Acute Toxicity Categories: Difference between revisions

Calculated quantitative parameter

A standard measure of acute toxicity is LD50 (lethal dose 50) defined as a dose that is lethal to 50% of the treated animals. It can be viewed as a “cumulative potential” to cause various acute effects and death of animals. To obtain a linear relationship with structural properties these data were converted to logarithmic form (pLD50) for modeling, but the final prediction results returned to the user are converted back to LD50 value (mg/kg).

In ACD/Percepta LD50 is calculated for two different rodent species: toxicity for mice is estimated under oral, intraperitoneal, intravenous, subcutaneous administration, and for rats - under oral and intraperitoneal administration.

Model Features & Prediction Accuracy

Acute Toxicity predictor was built using critically evaluated experimental data for more than 100,000 compounds extracted from RTECS and ESIS databases.

The predictive models of LD50 for all considered species and administration routes were derived using GALAS (Global, Adjusted Locally According to Similarity) modeling methodology (please refer to [1] for more details).

Each GALAS model consists of two parts:

• Global (baseline) statistical model that reflects general trends in the variation of the property of interest.
• Similarity-based routine that performs local correction of baseline predictions taking into account the differences between baseline and experimental LD50 values for the most similar training set compounds.

GALAS methodology also provides the basis for estimating reliability of predictions by the means of calculated Reliability Index (RI) value that takes into account:

• Similarity of tested compound to the training set molecules.
• Consistence of experimental LD50 values and baseline model prediction for the most similar similar compounds from the training set.

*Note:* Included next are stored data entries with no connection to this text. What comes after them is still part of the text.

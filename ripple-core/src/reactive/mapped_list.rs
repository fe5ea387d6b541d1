//! Mapped List Implementation
//!
//! A mapped list is an index-aligned projection of another collection:
//! element `i` is always `mapper(source[i])`.
//!
//! Like a mapped value it is shared and lazy. The first registration
//! installs one mirror node on the source; the mirror maps each inserted
//! element once, drops removed ranges at the same indices, and forwards both
//! to its own dependents. When the last dependent leaves, the mirror is
//! unregistered and the list goes cold.

use std::any::{type_name, Any};
use std::cell::RefCell;
use std::fmt;
use std::rc::Rc;

use tracing::{debug, error};

use super::cell::ReadOnlyCell;
use super::collection::{ArrayNodeFactory, Element, ReactiveCollection};
use super::runtime::Runtime;
use crate::error::{ReactiveError, Result};
use crate::graph::{
    downcast, ArrayNode, ArrayNodeId, Dependents, MappedArrayNode, Payload, Projection,
};

/// Mirror storage of a live mapped list.
struct ListProjection<S, T> {
    mapper: Rc<dyn Fn(&S) -> T>,
    storage: Vec<T>,
}

impl<S, T> Projection for ListProjection<S, T>
where
    S: 'static,
    T: Clone + 'static,
{
    fn push(&mut self, elem: &Payload) -> Payload {
        let mapped = (self.mapper)(downcast::<S>(elem));
        self.storage.push(mapped.clone());
        Rc::new(mapped)
    }

    fn remove(&mut self, start: usize, count: usize) {
        let end = start.saturating_add(count).min(self.storage.len());
        self.storage.drain(start.min(end)..end);
    }

    fn storage(&self) -> &dyn Any {
        &self.storage
    }
}

fn mirror<T: 'static>(projection: &dyn Projection) -> &Vec<T> {
    projection
        .storage()
        .downcast_ref::<Vec<T>>()
        .unwrap_or_else(|| panic!("mapped list mirror is not a `Vec<{}>`", type_name::<T>()))
}

struct MappedListInner<S, T> {
    source: Rc<dyn ReactiveCollection<Item = S>>,
    mapper: Rc<dyn Fn(&S) -> T>,
    /// The mirror node while live.
    node: std::cell::Cell<Option<ArrayNodeId>>,
}

/// An index-aligned projection of a collection.
///
/// Mapped lists chain: `list.map(f).map(g)` maps each element once per
/// level, and every level shares the root's length cell.
pub struct MappedList<S, T> {
    inner: Rc<MappedListInner<S, T>>,
}

impl<S, T> MappedList<S, T>
where
    S: Element + Clone,
    T: Element + Clone,
{
    /// Create a cold mapped list.
    pub fn new<R, M>(source: R, mapper: M) -> Self
    where
        R: ReactiveCollection<Item = S> + 'static,
        M: Fn(&S) -> T + 'static,
    {
        Self {
            inner: Rc::new(MappedListInner {
                source: Rc::new(source),
                mapper: Rc::new(mapper),
                node: std::cell::Cell::new(None),
            }),
        }
    }

    /// Whether the mirror node currently exists.
    pub fn is_live(&self) -> bool {
        self.inner.node.get().is_some()
    }

    /// Number of elements, which is always the source's length.
    pub fn len(&self) -> usize {
        self.inner.source.length().read()
    }

    pub fn is_empty(&self) -> bool {
        self.len() == 0
    }

    /// Position of the first mapped element equal to `elem`.
    ///
    /// Reads the mirror while live. A cold list maps the source's elements
    /// until it finds a match.
    pub fn index_of(&self, elem: &T) -> Option<usize>
    where
        T: PartialEq,
    {
        match self.projection() {
            Some((_, projection)) => {
                let projection = projection.borrow();
                mirror::<T>(&*projection).iter().position(|candidate| candidate == elem)
            }
            None => self
                .inner
                .source
                .read()
                .iter()
                .position(|source| (self.inner.mapper)(source) == *elem),
        }
    }

    /// Number of array nodes sharing the mirror.
    pub fn dependent_count(&self) -> usize {
        self.inner
            .node
            .get()
            .and_then(|node| {
                Runtime::with(|rt| match rt.arrays.get(node) {
                    Some(ArrayNode::Mapped(mirror)) => Some(mirror.dependents.len()),
                    _ => None,
                })
            })
            .unwrap_or(0)
    }

    fn projection(&self) -> Option<(ArrayNodeId, Rc<RefCell<dyn Projection>>)> {
        let node = self.inner.node.get()?;
        Runtime::with(|rt| match rt.arrays.get(node) {
            Some(ArrayNode::Mapped(mirror)) => Some((node, mirror.projection.clone())),
            _ => None,
        })
    }

    fn snapshot(projection: &RefCell<dyn Projection>) -> Vec<T> {
        mirror::<T>(&*projection.borrow()).clone()
    }

    fn map_source(&self) -> Vec<T> {
        self.inner
            .source
            .read()
            .iter()
            .map(|elem| (self.inner.mapper)(elem))
            .collect()
    }

    fn register_live(
        &self,
        node: ArrayNodeId,
        current: Vec<T>,
        factory: ArrayNodeFactory<'_, T>,
    ) -> ArrayNodeId {
        let child = factory(&current);
        let attached = Runtime::with(|rt| match rt.arrays.get_mut(node) {
            Some(ArrayNode::Mapped(mirror)) => {
                mirror.dependents.push(child);
                true
            }
            _ => false,
        });
        if !attached {
            error!(?node, ?child, "mapped list mirror vanished during registration");
        }
        child
    }

    /// Installs the mirror on the source and publishes it before the
    /// caller's factory runs. A registration made from inside that factory
    /// then attaches to the same mirror.
    fn register_cold(&self, factory: ArrayNodeFactory<'_, T>) -> ArrayNodeId {
        let mirror = self.inner.source.register(Box::new(|elems: &[S]| {
            let projection = ListProjection {
                mapper: self.inner.mapper.clone(),
                storage: elems.iter().map(|elem| (self.inner.mapper)(elem)).collect(),
            };
            let node = Runtime::insert_array(ArrayNode::Mapped(MappedArrayNode {
                projection: Rc::new(RefCell::new(projection)),
                dependents: Dependents::new(),
            }));
            self.inner.node.set(Some(node));
            node
        }));
        self.inner.node.set(Some(mirror));
        debug!(?mirror, "mapped list went live");

        let current = match self.projection() {
            Some((_, projection)) => Self::snapshot(&projection),
            None => {
                error!(?mirror, "source registered the mirror without building it");
                self.map_source()
            }
        };
        self.register_live(mirror, current, factory)
    }
}

impl<S, T> ReactiveCollection for MappedList<S, T>
where
    S: Element + Clone,
    T: Element + Clone,
{
    type Item = T;

    fn read(&self) -> Vec<T> {
        match self.projection() {
            Some((_, projection)) => Self::snapshot(&projection),
            None => self.map_source(),
        }
    }

    fn length(&self) -> ReadOnlyCell<usize> {
        self.inner.source.length()
    }

    fn register(&self, factory: ArrayNodeFactory<'_, T>) -> ArrayNodeId {
        match self.projection() {
            Some((node, projection)) => {
                self.register_live(node, Self::snapshot(&projection), factory)
            }
            None => {
                self.inner.node.set(None);
                self.register_cold(factory)
            }
        }
    }

    fn unregister(&self, node: ArrayNodeId) -> Result<()> {
        let mirror = self.inner.node.get().ok_or_else(|| {
            ReactiveError::invariant(format!("unregister of {node:?} on a cold mapped list"))
        })?;

        if Runtime::detach_from_mapped_array(mirror, node)? {
            self.inner.node.set(None);
            self.inner.source.unregister(mirror)?;
            debug!(?mirror, "mapped list went cold");
        }
        Ok(())
    }
}

impl<S, T> Element for MappedList<S, T>
where
    S: Element + Clone,
    T: Element + Clone,
{
    const IS_COLLECTION: bool = true;
}

impl<S, T> Clone for MappedList<S, T> {
    fn clone(&self) -> Self {
        Self {
            inner: Rc::clone(&self.inner),
        }
    }
}

impl<S, T> fmt::Debug for MappedList<S, T> {
    fn fmt(&self, f: &mut fmt::Formatter<'_>) -> fmt::Result {
        f.debug_struct("MappedList")
            .field("node", &self.inner.node.get())
            .finish_non_exhaustive()
    }
}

Reliability Index ranges from 0 to 1, where 0 corresponds to a completely unreliable, and 1 - a highly reliable prediction. Compounds obtaining predictions RI < 0.3 are considered outside of the Applicability Domain of the model.

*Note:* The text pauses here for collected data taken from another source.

//! nvpulse CLI entry point

use anyhow::Result;
use clap::Parser;
use nvpulse::config::{cli::Cli, Config, Termination, WorkloadKind};
use nvpulse::device::NvmeHandle;
use nvpulse::distribution::LbaGenerator;
use nvpulse::engine::uring::UringRing;
use nvpulse::stats::Summary;
use nvpulse::util::buffer::BufferPool;
use nvpulse::worker::Worker;

fn main() {
    if let Err(e) = run() {
        // One line per fatal error; the context chain stays inline via
        // Display formatting with the root cause appended
        eprintln!("Error: {:#}", e);
        std::process::exit(1);
    }
}

fn run() -> Result<()> {
    let cli = Cli::parse();
    let config = Config::from_cli(&cli)?;

    println!("nvpulse v{}", env!("CARGO_PKG_VERSION"));
    println!("{}", config);

    if let Termination::Bytes(bytes) = config.termination {
        if bytes % config.block_size != 0 {
            eprintln!(
                "Warning: --size {} is not a multiple of --bs {}; running {} operations",
                bytes,
                config.block_size,
                bytes / config.block_size
            );
        }
    }

    let device = NvmeHandle::open(&config.filename, config.io_mode)?;
    println!("{}", device);

    config.validate_block_size(device.lba_size())?;

    let alignment = BufferPool::required_alignment(device.lba_size());
    let mut pool = BufferPool::new(
        config.iodepth as usize,
        config.block_size as usize,
        alignment,
    );
    if config.workload == WorkloadKind::RandWrite {
        pool.prefill_random();
    }

    let ring = UringRing::new(&config, device.fd(), device.nsid(), &pool)?;

    let block_lbas = config.block_size / device.lba_size() as u64;
    let lba = LbaGenerator::new(device.nlba(), block_lbas);
    if device.nlba() < block_lbas {
        eprintln!(
            "Warning: namespace holds {} LBAs but one IO spans {}; all IOs will hit LBA 0",
            device.nlba(),
            block_lbas
        );
    }

    let mut worker = Worker::new(&config, device.lba_size(), ring, pool, lba);
    let report = worker.run()?;

    let summary = Summary::compute(report.latencies_us, report.elapsed, config.block_size);
    println!();
    println!("{}", summary.render(&config.workload.to_string()));
    Ok(())
}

Predictive models of LD50 in various systems have been validated on external data sets. Validation results show that the accuracy of prediction is proportional to the Reliability Index. The predictions with a high or moderate Reliability Index (RI > 0.5) are accurate to RMSE of about 0.5-0.7 log units. Reliability Index values in this range were reported for 30-60% of compounds in the validation sets. More information regarding the modeling principles and validation results are available in our publication [2].

OECD Ranges

Chemicals are assigned to one of the five Oral Acute Toxicity Hazard Categories according to the numeric criteria expressed as LD50 (oral administration to rats). Categories were defined by OECD (Organization for Economic Cooperation and Development. A Guide to The Globally Harmonized System of Classification and Labeling of Chemicals (GHS)):

• V – LD50 2000-5000 mg/kg (may be harmful if swallowed)
• IV – 300-2000 mg/kg (harmful if swallowed)
• III – 50-300 mg/kg (toxic if swallowed)
• II – 5-50 mg/kg (fatal if swallowed)
• I < 5 mg/kg (fatal if swallowed).

Toxicity hazards

Toxicity Hazards is a knowledge-based expert system that identifies and highlights structural elements that may be responsible high acute toxicity of compounds in rodents. Tox Hazards system contains a list of 86 predefined 'toxicophores' compiled after thorough analysis of toxicological literature. Significance of the defined hazardous fragments was verified on acute toxicity data set (more than 100,000 compounds).